Active Issue: Relating Source

terrymacdonald edited this page Feb 3, 2016 · 14 revisions

Consensus

Information identifying and characterizing sources of CTI information should be broken out into a separate "top level" Source construct rather than embedded within each "top level" construct.

Open Questions

How should the relationship between a "top level" construct instance and its Source be asserted?

Questions to consider

  1. Should Source follow the "one way to do things" with relationships or should it be an exception to the rule?
  2. Is Source a key CTI object or only metadata?
  3. Should there be a distinction between the producer of the STIX and the source of the content?
  4. If so, how should that distinction be conveyed?
  5. How do we deal with anonymous sources?
  6. Separate Source object each time an anonymous source is asserted or one general anonymous Source object that is related to for each anonymous source assertion?
  7. How do we deal with deanonymizing an anonymous source?
  8. How do we deal with third party source assertions?
  9. How do we deal with complex source chains (e.g., Z sends me STIX that is a translation of STIX produced by Y that was a STIX codification of information created by X)?
  10. How do we deal with uncertainty/confidence on source assertions?
  11. How important is bandwidth efficiency?
  12. What are the best approaches for dealing with the issue?

Proposal #1

Follow the "one way of doing things" for relationships and assert source relationships for all "top level" construct instances using the Relationship object with a relationship nature of "Has Source".
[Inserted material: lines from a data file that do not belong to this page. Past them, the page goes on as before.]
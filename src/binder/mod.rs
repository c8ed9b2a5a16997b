//! # Binder Module
//!
//! Decodes an HTTP request into a typed argument record and validates it.
//!
//! ## Request Kinds
//!
//! Every argument record declares a [`RequestKind`] through
//! `#[args(form | url | json | xml)]`:
//!
//! - **Form**: the body is parsed as `multipart/form-data` or
//!   `application/x-www-form-urlencoded`; each field is looked up by its form
//!   name and coerced from the first value (or every value for sequences).
//!   File fields take uploaded parts.
//! - **Url**: query parameters merged with the body read as URL-encoded,
//!   then bound like a form without files.
//! - **Json** / **Xml**: the payload is the whole body, or, when a field
//!   source is declared with `#[args(json, field = "file")]`, the named datum
//!   found in the form values, then the uploaded files, then the query.
//!
//! ## Validation Outcome
//!
//! After binding, the record is validated. Errors are handled according to
//! the kind's [`ValidationFormat`]: JSON and XML arguments answer with the
//! error model (status 200, code 10000) and stop the chain; form and URL
//! arguments hand the errors to the handler through `Mvc::errors`.
//!
//! A body that fails to decode is logged and reported as an `invalid value`
//! error on the `body` key, ahead of the field errors it causes.

mod form;
mod multipart;

use std::borrow::Cow;
use std::fmt;

use serde::de::DeserializeOwned;
use tracing::{debug, warn};

pub use form::{bind_embedded, Bind, FileHeader, FormData, FormField, Scalar};
pub use multipart::parse_multipart;

use crate::context::Context;
use crate::mvc::RenderKind;
use crate::validator::{ErrorMap, RuleError, Validate};

/// Error-map key for a payload that did not decode.
pub const BODY_FIELD: &str = "body";

/// How a request body is decoded into an argument record.
#[derive(Debug, Clone, Copy, PartialEq, Eq, Hash)]
pub enum RequestKind {
    Form,
    Url,
    Json,
    Xml,
}

/// How validation errors reach the client.
#[derive(Debug, Clone, Copy, PartialEq, Eq, Hash)]
pub enum ValidationFormat {
    /// Render the error model as JSON and stop.
    Json,
    /// Render the error model as XML and stop.
    Xml,
    /// Store the errors in the MVC envelope for the handler.
    Envelope,
}

impl RequestKind {
    #[must_use]
    pub const fn validation_format(self) -> ValidationFormat {
        match self {
            RequestKind::Form | RequestKind::Url => ValidationFormat::Envelope,
            RequestKind::Json => ValidationFormat::Json,
            RequestKind::Xml => ValidationFormat::Xml,
        }
    }

    #[must_use]
    pub const fn default_render(self) -> RenderKind {
        match self {
            RequestKind::Form | RequestKind::Url => RenderKind::Html,
            RequestKind::Json => RenderKind::Json,
            RequestKind::Xml => RenderKind::Xml,
        }
    }

    #[must_use]
    pub const fn as_str(self) -> &'static str {
        match self {
            RequestKind::Form => "form",
            RequestKind::Url => "url",
            RequestKind::Json => "json",
            RequestKind::Xml => "xml",
        }
    }
}

impl fmt::Display for RequestKind {
    fn fmt(&self, f: &mut fmt::Formatter<'_>) -> fmt::Result {
        f.write_str(self.as_str())
    }
}

/// A JSON or XML payload that did not decode.
#[derive(Debug, Clone, PartialEq, Eq)]
pub struct DecodeError {
    pub kind: RequestKind,
    pub message: String,
}

impl fmt::Display for DecodeError {
    fn fmt(&self, f: &mut fmt::Formatter<'_>) -> fmt::Result {
        write!(f, "{} decode failed: {}", self.kind, self.message)
    }
}

impl std::error::Error for DecodeError {}

/// Decode JSON into a fresh record.
pub fn decode_json<T: DeserializeOwned>(payload: &[u8]) -> Result<T, DecodeError> {
    serde_json::from_slice(payload).map_err(|e| DecodeError {
        kind: RequestKind::Json,
        message: e.to_string(),
    })
}

/// Decode XML into a fresh record. The root element name is not checked.
pub fn decode_xml<T: DeserializeOwned>(payload: &[u8]) -> Result<T, DecodeError> {
    let text = std::str::from_utf8(payload).map_err(|e| DecodeError {
        kind: RequestKind::Xml,
        message: e.to_string(),
    })?;
    quick_xml::de::from_str(text).map_err(|e| DecodeError {
        kind: RequestKind::Xml,
        message: e.to_string(),
    })
}

/// An argument record bound per request.
///
/// Derived with `#[derive(Args)]`:
///
/// ```rust,ignore
/// #[derive(Args, Default, Deserialize, Serialize)]
/// #[args(json)]
/// pub struct PostJson {
///     #[validate("len=5")]
///     pub a: String,
///     #[validate("min=2,max=6")]
///     pub b: i64,
/// }
/// ```
pub trait Args: Validate + Default + Send + 'static {
    const KIND: RequestKind;
    /// Name of the form value, file or query parameter carrying the payload.
    const FIELD_SOURCE: Option<&'static str> = None;
    /// Whether the record declares any field; routes without a method default
    /// to `POST` when it does and `GET` otherwise.
    const HAS_FIELDS: bool = true;

    /// Populate from form values. Used by the form and URL kinds.
    fn bind_form(&mut self, _form: &FormData) {}

    /// Decode a JSON or XML payload into `self`.
    fn decode_body(&mut self, _payload: &[u8]) -> Result<(), DecodeError> {
        Ok(())
    }

    fn validation_format() -> ValidationFormat {
        Self::KIND.validation_format()
    }

    fn default_render() -> RenderKind {
        Self::KIND.default_render()
    }
}

/// Locate the encoded payload for a JSON or XML record.
fn payload<'a>(ctx: &'a mut Context, source: Option<&str>) -> Cow<'a, [u8]> {
    let Some(name) = source else {
        return Cow::Borrowed(&ctx.request.body);
    };
    let form = ctx.form();
    if let Some(v) = form.value(name) {
        return Cow::Owned(v.as_bytes().to_vec());
    }
    if let Some(f) = form.file(name) {
        return Cow::Owned(f.bytes.clone());
    }
    let query = ctx.request.query_values();
    match query.get(name) {
        Some(v) => Cow::Owned(v.as_bytes().to_vec()),
        None => {
            debug!(field = %name, "Payload field source not present");
            Cow::Owned(Vec::new())
        }
    }
}

/// Bind and validate `A` for the current request.
///
/// On success (or with errors handed to the handler) the record is stored on
/// the context; with a JSON or XML validation failure the error model is
/// written and the chain aborted.
pub fn bind_request<A: Args>(ctx: &mut Context) {
    let mut args = A::default();
    let mut errors = ErrorMap::new();

    match A::KIND {
        RequestKind::Form => args.bind_form(ctx.form()),
        RequestKind::Url => args.bind_form(&FormData::from_query(&ctx.request)),
        RequestKind::Json | RequestKind::Xml => {
            let body = payload(ctx, A::FIELD_SOURCE);
            if !body.is_empty() {
                if let Err(e) = args.decode_body(&body) {
                    warn!(
                        args = %std::any::type_name::<A>(),
                        kind = %A::KIND,
                        error = %e,
                        "Request body decode failed"
                    );
                    errors.insert(BODY_FIELD, RuleError::Invalid);
                }
            }
        }
    }

    if let Err(field_errors) = ctx.engine().validator.validate(&args) {
        for (field, errs) in field_errors.iter() {
            errors.extend_field(field, errs.iter().copied());
        }
    }

    if !errors.is_empty() {
        debug!(
            args = %std::any::type_name::<A>(),
            errors = %errors,
            "Argument validation failed"
        );
        match A::validation_format() {
            ValidationFormat::Json => {
                ctx.json(200, &errors.to_model());
                ctx.abort();
            }
            ValidationFormat::Xml => {
                ctx.xml(200, &errors.to_model());
                ctx.abort();
            }
            ValidationFormat::Envelope => ctx.mvc.errors = Some(errors),
        }
    }
    ctx.set_args(args);
}

#[cfg(test)]
mod tests {
    use super::*;

    #[test]
    fn test_kind_defaults() {
        assert_eq!(RequestKind::Json.validation_format(), ValidationFormat::Json);
        assert_eq!(RequestKind::Xml.validation_format(), ValidationFormat::Xml);
        assert_eq!(RequestKind::Url.validation_format(), ValidationFormat::Envelope);
        assert_eq!(RequestKind::Form.default_render(), RenderKind::Html);
        assert_eq!(RequestKind::Xml.default_render(), RenderKind::Xml);
    }

    #[derive(serde::Deserialize, Debug, PartialEq)]
    struct Pair {
        a: String,
        b: i64,
    }

    #[test]
    fn test_decode_helpers() {
        let p: Pair = decode_json(br#"{"a":"x","b":7}"#).unwrap();
        assert_eq!(p, Pair { a: "x".into(), b: 7 });
        let p: Pair = decode_xml(b"<xml><a>x</a><b>7</b></xml>").unwrap();
        assert_eq!(p, Pair { a: "x".into(), b: 7 });
        let err = decode_json::<Pair>(b"{").unwrap_err();
        assert_eq!(err.kind, RequestKind::Json);
        assert!(err.to_string().starts_with("json decode failed"));
    }
}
Strong assertion that Source is a key CTI object and not simply metadata.

Advantages:

  • Consistency (one way of doing relationships)
  • Treats Source as a key CTI object and allows its characterization and correlation like any other CTI object
  • Inherently graph-based to support analysis
  • Enables assertions for both producer of the STIX itself and the creator of the content itself
    • In large majority of cases they will be the same and this approach allows them to be asserted consistently
  • Enables support for anonymous sources and for deanonymizing sources
  • Supports third party source assertions
  • Inherently supports complex source chains in a consistent fashion
  • Allows assertion of confidence for any source assertion
  • When same exact content received from multiple sources, allows you to characterize (with confidence) them separately
  • Supports more flexible pivoting on Source

Disadvantages:

  • Could result in more verbose content (a few extra lines for the "Has Source" relationship of each construct).
    • Can be mitigated by a many-to-one relationship for "Has Source" which would offer the most efficient representation available.

Examples

Example #1: simple indicator with attributed source for the information

{
	"id": "example:src-83dc6b53-ac3d-40e0-82ef-eab173c7ee1e",
	"type": "source",
	"timestamp": "2015-12-21T19:59:11Z",
	"name": "US-CERT"
}

{
	"id": "example:ind-b8e37090-5d62-45a1-ac2e-a88601b08432",
	"type": "indicator",
	"timestamp": "2015-12-21T19:59:11Z",
	"title": "Sakurel Malware",
	"indicator_expression": "this would be an observable pattern for a particular file hash using the new CybOX patterning language under consideration",
	"indicator_type": ["File Hash Watchlist"]
}

{
	"id": "example:rel-9d0c539e-a874-42c7-a055-3e900b98724f",
	"type": "relationship",
	"timestamp": "2015-12-21T19:59:12Z",
	"from": "example:ind-b8e37090-5d62-45a1-ac2e-a88601b08432",
	"to": "example:src-83dc6b53-ac3d-40e0-82ef-eab173c7ee1e",
	"relationship_nature": "Has Source"
}

Proposal #2 (from TWIGS proposal)

Considers the "producer" or "creator" of a STIX object as distinct and tracked separately from the sources of information used within that analysis. We believe that there's value in understanding which STIX producer created an object in addition to understanding where it came from. This linked information is especially important as a key part of the object lookup process within the TWIGS proposal.

Approach

  • The TWIGS based approach proposed a new Object called Identity. This object identifies an Identity of an Organization or Individual. This object is used in many places within the TWIGS proposal, and is a key part of the simplification we will be proposing in later proposals.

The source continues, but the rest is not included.